impl ElfClass {
    pub fn from_ident(ident: &[u8]) -> Result<ElfClass> {
        match ident.get(4).copied() {
            Some(1) => Ok(ElfClass::Elf32),
            Some(2) => Ok(ElfClass::Elf64),
            Some(x) => err!(MalformedElf, "invalid EI_CLASS: {}", x),
            None => err!(MalformedElf, "truncated e_ident"),
        }
    }

    pub fn addr_size(self) -> usize { match self { ElfClass::Elf32 => 4, ElfClass::Elf64 => 8 } }
    pub fn ehdr_size(self) -> usize { match self { ElfClass::Elf32 => 52, ElfClass::Elf64 => 64 } }
    pub fn phdr_size(self) -> usize { match self { ElfClass::Elf32 => 32, ElfClass::Elf64 => 56 } }
    pub fn shdr_size(self) -> usize { match self { ElfClass::Elf32 => 40, ElfClass::Elf64 => 64 } }
    pub fn dyn_size(self) -> usize { self.addr_size() * 2 }
    pub fn auxv_size(self) -> usize { self.addr_size() * 2 }

    // struct r_debug and struct link_map as laid out by glibc's dynamic linker.
    // The link map record is 5 pointers: l_addr, l_name, l_ld, l_next, l_prev.
    pub fn r_debug_size(self) -> usize { match self { ElfClass::Elf32 => 20, ElfClass::Elf64 => 40 } }
    pub fn link_map_size(self) -> usize { self.addr_size() * 5 }
    // Offset of l_name within a link map record, and of r_map within r_debug.
    pub fn lm_name_offset(self) -> usize { self.addr_size() }
    pub fn r_debug_map_offset(self) -> usize { self.addr_size() }

    // Byte offsets of the consumed fields inside the note descriptors
    // (struct elf_prstatus / elf_prpsinfo, see linux/elfcore.h).
    pub fn prstatus_pid_offset(self) -> usize { match self { ElfClass::Elf32 => 24, ElfClass::Elf64 => 32 } }
    pub fn prstatus_reg_offset(self) -> usize { match self { ElfClass::Elf32 => 72, ElfClass::Elf64 => 112 } }
    pub fn prpsinfo_psargs_offset(self) -> usize { match self { ElfClass::Elf32 => 44, ElfClass::Elf64 => 56 } }
    pub const PRPSINFO_PSARGS_LEN: usize = 80;

    pub fn read_addr(self, data: &[u8], offset: usize) -> Result<u64> {
        let s = bytes_at(data, offset, self.addr_size())?;
        Ok(match self { ElfClass::Elf32 => u32_at(s, 0) as u64, ElfClass::Elf64 => u64_at(s, 0) })
    }

    // The caller has already sized the destination; out of bounds would be a bug.
    pub fn write_addr_at(self, buf: &mut [u8], offset: usize, value: u64) {
        match self {
            ElfClass::Elf32 => buf[offset..offset+4].copy_from_slice(&(value as u32).to_le_bytes()),
            ElfClass::Elf64 => buf[offset..offset+8].copy_from_slice(&value.to_le_bytes()),
        }
    }

    pub fn append_addr(self, out: &mut Vec<u8>, value: u64) {
        match self {
            ElfClass::Elf32 => out.extend_from_slice(&(value as u32).to_le_bytes()),
            ElfClass::Elf64 => out.extend_from_slice(&value.to_le_bytes()),
        }
    }

    pub fn read_ehdr(self, data: &[u8]) -> Result<Ehdr> {
        let s = bytes_at(data, 0, self.ehdr_size())?;
        let mut h = Ehdr::default();
        h.ident.copy_from_slice(&s[..16]);
        h.e_type = u16_at(s, 16);
        h.e_machine = u16_at(s, 18);
        h.e_version = u32_at(s, 20);
        match self {
            ElfClass::Elf32 => {
                h.e_entry = u32_at(s, 24) as u64;
                h.e_phoff = u32_at(s, 28) as u64;
                h.e_shoff = u32_at(s, 32) as u64;
                h.e_flags = u32_at(s, 36);
                h.e_ehsize = u16_at(s, 40);
                h.e_phentsize = u16_at(s, 42);
                h.e_phnum = u16_at(s, 44);
                h.e_shentsize = u16_at(s, 46);
                h.e_shnum = u16_at(s, 48);
                h.e_shstrndx = u16_at(s, 50);
            }
            ElfClass::Elf64 => {
                h.e_entry = u64_at(s, 24);
                h.e_phoff = u64_at(s, 32);
                h.e_shoff = u64_at(s, 40);
                h.e_flags = u32_at(s, 48);
                h.e_ehsize = u16_at(s, 52);
                h.e_phentsize = u16_at(s, 54);
                h.e_phnum = u16_at(s, 56);
                h.e_shentsize = u16_at(s, 58);
                h.e_shnum = u16_at(s, 60);
                h.e_shstrndx = u16_at(s, 62);
            }
        }
        Ok(h)
    }

    pub fn write_ehdr(self, buf: &mut [u8], h: &Ehdr) {
        buf[..16].copy_from_slice(&h.ident);
        buf[16..18].copy_from_slice(&h.e_type.to_le_bytes());
        buf[18..20].copy_from_slice(&h.e_machine.to_le_bytes());
        buf[20..24].copy_from_slice(&h.e_version.to_le_bytes());
        match self {
            ElfClass::Elf32 => {
                buf[24..28].copy_from_slice(&(h.e_entry as u32).to_le_bytes());
                buf[28..32].copy_from_slice(&(h.e_phoff as u32).to_le_bytes());
                buf[32..36].copy_from_slice(&(h.e_shoff as u32).to_le_bytes());
                buf[36..40].copy_from_slice(&h.e_flags.to_le_bytes());
                buf[40..42].copy_from_slice(&h.e_ehsize.to_le_bytes());
                buf[42..44].copy_from_slice(&h.e_phentsize.to_le_bytes());
                buf[44..46].copy_from_slice(&h.e_phnum.to_le_bytes());
                buf[46..48].copy_from_slice(&h.e_shentsize.to_le_bytes());
                buf[48..50].copy_from_slice(&h.e_shnum.to_le_bytes());
                buf[50..52].copy_from_slice(&h.e_shstrndx.to_le_bytes());
            }
            ElfClass::Elf64 => {
                buf[24..32].copy_from_slice(&h.e_entry.to_le_bytes());
                buf[32..40].copy_from_slice(&h.e_phoff.to_le_bytes());
                buf[40..48].copy_from_slice(&h.e_shoff.to_le_bytes());
                buf[48..52].copy_from_slice(&h.e_flags.to_le_bytes());
                buf[52..54].copy_from_slice(&h.e_ehsize.to_le_bytes());
                buf[54..56].copy_from_slice(&h.e_phentsize.to_le_bytes());
                buf[56..58].copy_from_slice(&h.e_phnum.to_le_bytes());
                buf[58..60].copy_from_slice(&h.e_shentsize.to_le_bytes());
                buf[60..62].copy_from_slice(&h.e_shnum.to_le_bytes());
                buf[62..64].copy_from_slice(&h.e_shstrndx.to_le_bytes());
            }
        }
    }

    pub fn read_phdr(self, data: &[u8], offset: usize) -> Result<Phdr> {
        let s = bytes_at(data, offset, self.phdr_size())?;
        let mut p = Phdr::default();
        p.p_type = u32_at(s, 0);
        match self {
            // Elf32_Phdr has p_flags after p_memsz; Elf64_Phdr moved it up front.
            ElfClass::Elf32 => {
                p.p_offset = u32_at(s, 4) as u64;
                p.p_vaddr = u32_at(s, 8) as u64;
                p.p_paddr = u32_at(s, 12) as u64;
                p.p_filesz = u32_at(s, 16) as u64;
                p.p_memsz = u32_at(s, 20) as u64;
                p.p_flags = u32_at(s, 24);
                p.p_align = u32_at(s, 28) as u64;
            }
            ElfClass::Elf64 => {
                p.p_flags = u32_at(s, 4);
                p.p_offset = u64_at(s, 8);
                p.p_vaddr = u64_at(s, 16);
                p.p_paddr = u64_at(s, 24);
                p.p_filesz = u64_at(s, 32);
                p.p_memsz = u64_at(s, 40);
                p.p_align = u64_at(s, 48);
            }
        }
        Ok(p)
    }

    pub fn write_phdr(self, buf: &mut [u8], p: &Phdr) {
        buf[..4].copy_from_slice(&p.p_type.to_le_bytes());
        match self {
            ElfClass::Elf32 => {
                buf[4..8].copy_from_slice(&(p.p_offset as u32).to_le_bytes());
                buf[8..12].copy_from_slice(&(p.p_vaddr as u32).to_le_bytes());
                buf[12..16].copy_from_slice(&(p.p_paddr as u32).to_le_bytes());
                buf[16..20].copy_from_slice(&(p.p_filesz as u32).to_le_bytes());
                buf[20..24].copy_from_slice(&(p.p_memsz as u32).to_le_bytes());
                buf[24..28].copy_from_slice(&p.p_flags.to_le_bytes());
                buf[28..32].copy_from_slice(&(p.p_align as u32).to_le_bytes());
            }
            ElfClass::Elf64 => {
                buf[4..8].copy_from_slice(&p.p_flags.to_le_bytes());
                buf[8..16].copy_from_slice(&p.p_offset.to_le_bytes());
                buf[16..24].copy_from_slice(&p.p_vaddr.to_le_bytes());
                buf[24..32].copy_from_slice(&p.p_paddr.to_le_bytes());
                buf[32..40].copy_from_slice(&p.p_filesz.to_le_bytes());
                buf[40..48].copy_from_slice(&p.p_memsz.to_le_bytes());
                buf[48..56].copy_from_slice(&p.p_align.to_le_bytes());
            }
        }
    }

    pub fn read_shdr(self, data: &[u8], offset: usize) -> Result<Shdr> {
        let s = bytes_at(data, offset, self.shdr_size())?;
        let mut h = Shdr::default();
        h.sh_name = u32_at(s, 0);
        h.sh_type = u32_at(s, 4);
        match self {
            ElfClass::Elf32 => {
                h.sh_flags = u32_at(s, 8) as u64;
                h.sh_addr = u32_at(s, 12) as u64;
                h.sh_offset = u32_at(s, 16) as u64;
                h.sh_size = u32_at(s, 20) as u64;
                h.sh_link = u32_at(s, 24);
                h.sh_info = u32_at(s, 28);
                h.sh_addralign = u32_at(s, 32) as u64;
                h.sh_entsize = u32_at(s, 36) as u64;
            }
            ElfClass::Elf64 => {
                h.sh_flags = u64_at(s, 8);
                h.sh_addr = u64_at(s, 16);
                h.sh_offset = u64_at(s, 24);
                h.sh_size = u64_at(s, 32);
                h.sh_link = u32_at(s, 40);
                h.sh_info = u32_at(s, 44);
                h.sh_addralign = u64_at(s, 48);
                h.sh_entsize = u64_at(s, 56);
            }
        }
        Ok(h)
    }

    pub fn write_shdr(self, buf: &mut [u8], h: &Shdr) {
        buf[..4].copy_from_slice(&h.sh_name.to_le_bytes());
        buf[4..8].copy_from_slice(&h.sh_type.to_le_bytes());
        match self {
            ElfClass::Elf32 => {
                buf[8..12].copy_from_slice(&(h.sh_flags as u32).to_le_bytes());
                buf[12..16].copy_from_slice(&(h.sh_addr as u32).to_le_bytes());
                buf[16..20].copy_from_slice(&(h.sh_offset as u32).to_le_bytes());
                buf[20..24].copy_from_slice(&(h.sh_size as u32).to_le_bytes());
                buf[24..28].copy_from_slice(&h.sh_link.to_le_bytes());
                buf[28..32].copy_from_slice(&h.sh_info.to_le_bytes());
                buf[32..36].copy_from_slice(&(h.sh_addralign as u32).to_le_bytes());
                buf[36..40].copy_from_slice(&(h.sh_entsize as u32).to_le_bytes());
            }
            ElfClass::Elf64 => {
                buf[8..16].copy_from_slice(&h.sh_flags.to_le_bytes());
                buf[16..24].copy_from_slice(&h.sh_addr.to_le_bytes());
                buf[24..32].copy_from_slice(&h.sh_offset.to_le_bytes());
                buf[32..40].copy_from_slice(&h.sh_size.to_le_bytes());
                buf[40..44].copy_from_slice(&h.sh_link.to_le_bytes());
                buf[44..48].copy_from_slice(&h.sh_info.to_le_bytes());
                buf[48..56].copy_from_slice(&h.sh_addralign.to_le_bytes());
                buf[56..64].copy_from_slice(&h.sh_entsize.to_le_bytes());
            }
        }
    }

    pub fn read_dyn(self, data: &[u8], offset: usize) -> Result<Dyn> {
        let s = bytes_at(data, offset, self.dyn_size())?;
        Ok(match self {
            ElfClass::Elf32 => Dyn {d_tag: u32_at(s, 0) as i32 as i64, d_val: u32_at(s, 4) as u64},
            ElfClass::Elf64 => Dyn {d_tag: u64_at(s, 0) as i64, d_val: u64_at(s, 8)},
        })
    }

    pub fn append_dyn(self, out: &mut Vec<u8>, d: &Dyn) {
        match self {
            ElfClass::Elf32 => {
                out.extend_from_slice(&(d.d_tag as i32).to_le_bytes());
                out.extend_from_slice(&(d.d_val as u32).to_le_bytes());
            }
            ElfClass::Elf64 => {
                out.extend_from_slice(&d.d_tag.to_le_bytes());
                out.extend_from_slice(&d.d_val.to_le_bytes());
            }
        }
    }
}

* _Requirement_: With the line that has "buf[36..40].copy_from_slice(&h.e_flags.to_le_bytes());" as the first and the line that has "buf[44..46].copy_from_slice(&h.e_phnum.to_le_bytes());" as the last, repeat exactly that run of lines above and no more.

* _Final answer_:
                buf[36..40].copy_from_slice(&h.e_flags.to_le_bytes());
                buf[40..42].copy_from_slice(&h.e_ehsize.to_le_bytes());
                buf[42..44].copy_from_slice(&h.e_phentsize.to_le_bytes());
                buf[44..46].copy_from_slice(&h.e_phnum.to_le_bytes());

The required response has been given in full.